My summer is now spent juggling the kids summer activities and a small army of contractors rather than sitting by the pool reading. A good friend of ours has a heating business and he came by to measure for some venting in the roof. Apparently what we have is inadequate. He has been by before but there is a lot to see here. This time he noticed the crest on the side of the house and asked if I knew what it said. It is hard to read way up there.

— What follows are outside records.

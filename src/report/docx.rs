//! Minimal WordprocessingML package: one `document.xml` with paragraphs
//! and tables, built-in styles only.

use std::io::{Cursor, Write};

use zip::write::SimpleFileOptions;
use zip::{CompressionMethod, ZipWriter};

use super::format::{escape_xml, format_currency, format_long_date};
use super::outline::{
    build_sections, display_name, greeting, Block, Tone, COMPANY_NAME, COVER_BADGE,
    COVER_SUBTITLE, FOOTER_LINE, LETTER_CLOSING, LETTER_PARAGRAPHS, LETTER_TITLE, SIGNATURE_TEAM,
};
use super::{RenderError, WelcomeReport};

const CONTENT_TYPES: &str = r#"<?xml version="1.0" encoding="UTF-8" standalone="yes"?>
<Types xmlns="http://schemas.openxmlformats.org/package/2006/content-types">
<Default Extension="rels" ContentType="application/vnd.openxmlformats-package.relationships+xml"/>
<Default Extension="xml" ContentType="application/xml"/>
<Override PartName="/word/document.xml" ContentType="application/vnd.openxmlformats-officedocument.wordprocessingml.document.main+xml"/>
</Types>"#;

const ROOT_RELS: &str = r#"<?xml version="1.0" encoding="UTF-8" standalone="yes"?>
<Relationships xmlns="http://schemas.openxmlformats.org/package/2006/relationships">
<Relationship Id="rId1" Type="http://schemas.openxmlformats.org/officeDocument/2006/relationships/officeDocument" Target="word/document.xml"/>
</Relationships>"#;

const PRIMARY: &str = "1E3A5F";
const SECONDARY: &str = "2D5A87";
const ALERT: &str = "DC2626";
const SUCCESS: &str = "16A34A";

/// Render the report as `.docx` bytes.
pub fn render_word_document(report: &WelcomeReport) -> Result<Vec<u8>, RenderError> {
    let body = document_body(report);
    let document = format!(
        r#"<?xml version="1.0" encoding="UTF-8" standalone="yes"?>
<w:document xmlns:w="http://schemas.openxmlformats.org/wordprocessingml/2006/main"><w:body>{body}<w:sectPr><w:pgSz w:w="11906" w:h="16838"/><w:pgMar w:top="1134" w:right="1134" w:bottom="1134" w:left="1134" w:header="709" w:footer="709" w:gutter="0"/></w:sectPr></w:body></w:document>"#
    );

    let mut zip = ZipWriter::new(Cursor::new(Vec::new()));
    let options = SimpleFileOptions::default().compression_method(CompressionMethod::Deflated);
    for (name, content) in [
        ("[Content_Types].xml", CONTENT_TYPES),
        ("_rels/.rels", ROOT_RELS),
        ("word/document.xml", document.as_str()),
    ] {
        zip.start_file(name, options)?;
        zip.write_all(content.as_bytes())?;
    }
    let cursor = zip.finish()?;
    Ok(cursor.into_inner())
}

// ── Run and paragraph builders ──

#[derive(Default, Clone, Copy)]
struct RunStyle {
    bold: bool,
    size_half_points: Option<u32>,
    color: Option<&'static str>,
}

fn run(text: &str, style: RunStyle) -> String {
    let mut props = String::new();
    if style.bold {
        props.push_str("<w:b/>");
    }
    if let Some(color) = style.color {
        props.push_str(&format!("<w:color w:val=\"{color}\"/>"));
    }
    if let Some(size) = style.size_half_points {
        props.push_str(&format!("<w:sz w:val=\"{size}\"/>"));
    }
    let props = if props.is_empty() {
        String::new()
    } else {
        format!("<w:rPr>{props}</w:rPr>")
    };
    format!(
        "<w:r>{props}<w:t xml:space=\"preserve\">{}</w:t></w:r>",
        escape_xml(text)
    )
}

fn paragraph(runs: &str, centered: bool, page_break_before: bool) -> String {
    let mut props = String::new();
    if page_break_before {
        props.push_str("<w:pageBreakBefore/>");
    }
    props.push_str("<w:spacing w:after=\"120\"/>");
    if centered {
        props.push_str("<w:jc w:val=\"center\"/>");
    }
    format!("<w:p><w:pPr>{props}</w:pPr>{runs}</w:p>")
}

fn text_paragraph(text: &str, style: RunStyle) -> String {
    paragraph(&run(text, style), false, false)
}

fn heading(text: &str, page_break_before: bool) -> String {
    paragraph(
        &run(
            text,
            RunStyle {
                bold: true,
                size_half_points: Some(32),
                color: Some(PRIMARY),
            },
        ),
        false,
        page_break_before,
    )
}

fn cell(text: &str, bold: bool) -> String {
    format!(
        "<w:tc><w:tcPr><w:tcW w:w=\"0\" w:type=\"auto\"/></w:tcPr>{}</w:tc>",
        text_paragraph(
            text,
            RunStyle {
                bold,
                ..RunStyle::default()
            }
        )
    )
}

fn table(header: Option<&[String]>, rows: &[Vec<String>], bold_last_row: bool) -> String {
    let mut xml = String::from(
        "<w:tbl><w:tblPr><w:tblW w:w=\"5000\" w:type=\"pct\"/><w:tblBorders><w:bottom w:val=\"single\" w:sz=\"4\" w:color=\"E2E8F0\"/><w:insideH w:val=\"single\" w:sz=\"4\" w:color=\"E2E8F0\"/></w:tblBorders></w:tblPr>",
    );
    if let Some(header) = header {
        xml.push_str("<w:tr>");
        for text in header {
            xml.push_str(&cell(text, true));
        }
        xml.push_str("</w:tr>");
    }
    for (i, row) in rows.iter().enumerate() {
        let bold = bold_last_row && i + 1 == rows.len();
        xml.push_str("<w:tr>");
        for text in row {
            xml.push_str(&cell(text, bold));
        }
        xml.push_str("</w:tr>");
    }
    xml.push_str("</w:tbl>");
    // Word requires a paragraph after a table before the section ends.
    xml.push_str(&paragraph("", false, false));
    xml
}

// ── Document ──

fn document_body(report: &WelcomeReport) -> String {
    let mut body = String::new();
    let centered = |text: &str, style: RunStyle| paragraph(&run(text, style), true, false);

    // Cover
    body.push_str(&centered(
        COVER_BADGE,
        RunStyle {
            size_half_points: Some(20),
            color: Some(SECONDARY),
            ..RunStyle::default()
        },
    ));
    body.push_str(&centered(
        display_name(report),
        RunStyle {
            bold: true,
            size_half_points: Some(56),
            color: Some(PRIMARY),
        },
    ));
    body.push_str(&centered(
        COVER_SUBTITLE,
        RunStyle {
            size_half_points: Some(32),
            color: Some(SECONDARY),
            ..RunStyle::default()
        },
    ));
    let manager = report.manager_name.trim();
    if !manager.is_empty() {
        body.push_str(&centered(&format!("Síndico(a): {manager}"), RunStyle::default()));
    }
    body.push_str(&centered(&format_long_date(&report.generated_at), RunStyle::default()));

    // Letter
    body.push_str(&heading(LETTER_TITLE, true));
    body.push_str(&text_paragraph(&greeting(report), RunStyle::default()));
    for text in LETTER_PARAGRAPHS {
        body.push_str(&text_paragraph(text, RunStyle::default()));
    }
    body.push_str(&text_paragraph(
        LETTER_CLOSING,
        RunStyle {
            bold: true,
            ..RunStyle::default()
        },
    ));
    body.push_str(&text_paragraph("Atenciosamente,", RunStyle::default()));
    body.push_str(&text_paragraph(
        SIGNATURE_TEAM,
        RunStyle {
            bold: true,
            ..RunStyle::default()
        },
    ));
    body.push_str(&text_paragraph(COMPANY_NAME, RunStyle::default()));

    for (i, section) in build_sections(report).iter().enumerate() {
        body.push_str(&heading(&section.heading(), i == 0));
        for block in &section.blocks {
            body.push_str(&block_xml(block));
        }
    }

    body.push_str(&centered(
        FOOTER_LINE,
        RunStyle {
            size_half_points: Some(16),
            color: Some("94A3B8"),
            ..RunStyle::default()
        },
    ));
    body
}

fn block_xml(block: &Block) -> String {
    match block {
        Block::Subheading(text) => text_paragraph(
            text,
            RunStyle {
                bold: true,
                size_half_points: Some(24),
                color: Some(SECONDARY),
            },
        ),
        Block::Paragraph(text) => text_paragraph(text, RunStyle::default()),
        Block::Fields { rows, total } => {
            let rows: Vec<Vec<String>> = rows
                .iter()
                .map(|(label, value)| vec![label.clone(), value.clone()])
                .collect();
            table(None, &rows, *total)
        }
        Block::Table { header, rows } => table(Some(header), rows, false),
        Block::Bullets(items) => items
            .iter()
            .map(|item| text_paragraph(&format!("• {item}"), RunStyle::default()))
            .collect(),
        Block::Callout { tone, text } => {
            let color = match tone {
                Tone::Neutral => None,
                Tone::Success => Some(SUCCESS),
                Tone::Alert => Some(ALERT),
            };
            text_paragraph(
                text,
                RunStyle {
                    bold: color.is_some(),
                    color,
                    ..RunStyle::default()
                },
            )
        }
        Block::Bars(bars) => {
            let rows: Vec<Vec<String>> = bars
                .iter()
                .map(|bar| {
                    vec![
                        bar.label.clone(),
                        format_currency(Some(bar.amount)),
                        format!("{:.0}%", bar.percent),
                    ]
                })
                .collect();
            table(None, &rows, false)
        }
    }
}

I knew that the crest would have been chosen by Mr. Tillinghast since he was the one who had the house built but I had no idea what the significance was of the crest. Steve was curious and later texted me that he had found the quote he thinks it references. It is from Shakespeare’s Henry VIII:
Love thyself last: cherish those hearts that hate thee;
Corruption wins not more than honesty.
Still in thy right hand carry gentle peace,
To silence envious tongues. Be just, and fear not:
Let all the ends thou aim’st at be thy country’s,
Thy God’s, and truth’s; then if thou fall’st, O Cromwell,
Thou fall’st a blessed martyr!
Steve is sure that Mr. Tillinghast chose that because he built this giant, ostentatious house on a prominent corner lot in the neighborhood. (In fact, he went bankrupt building the house and a third of the home was never completed!) Perhaps the words were a reminder to not worry about the envious tongues?
Whatever the reason I am grateful to Steve for figuring out the reference and I like the stanza as a whole. There is a lot of history in this house, much of it we will never figure out. We still don’t know why this line was important enough to Mr. Tillinghast (or maybe to his family?) that it was placed on the crest but it is fun to try to solve the little mysteries in our historic home.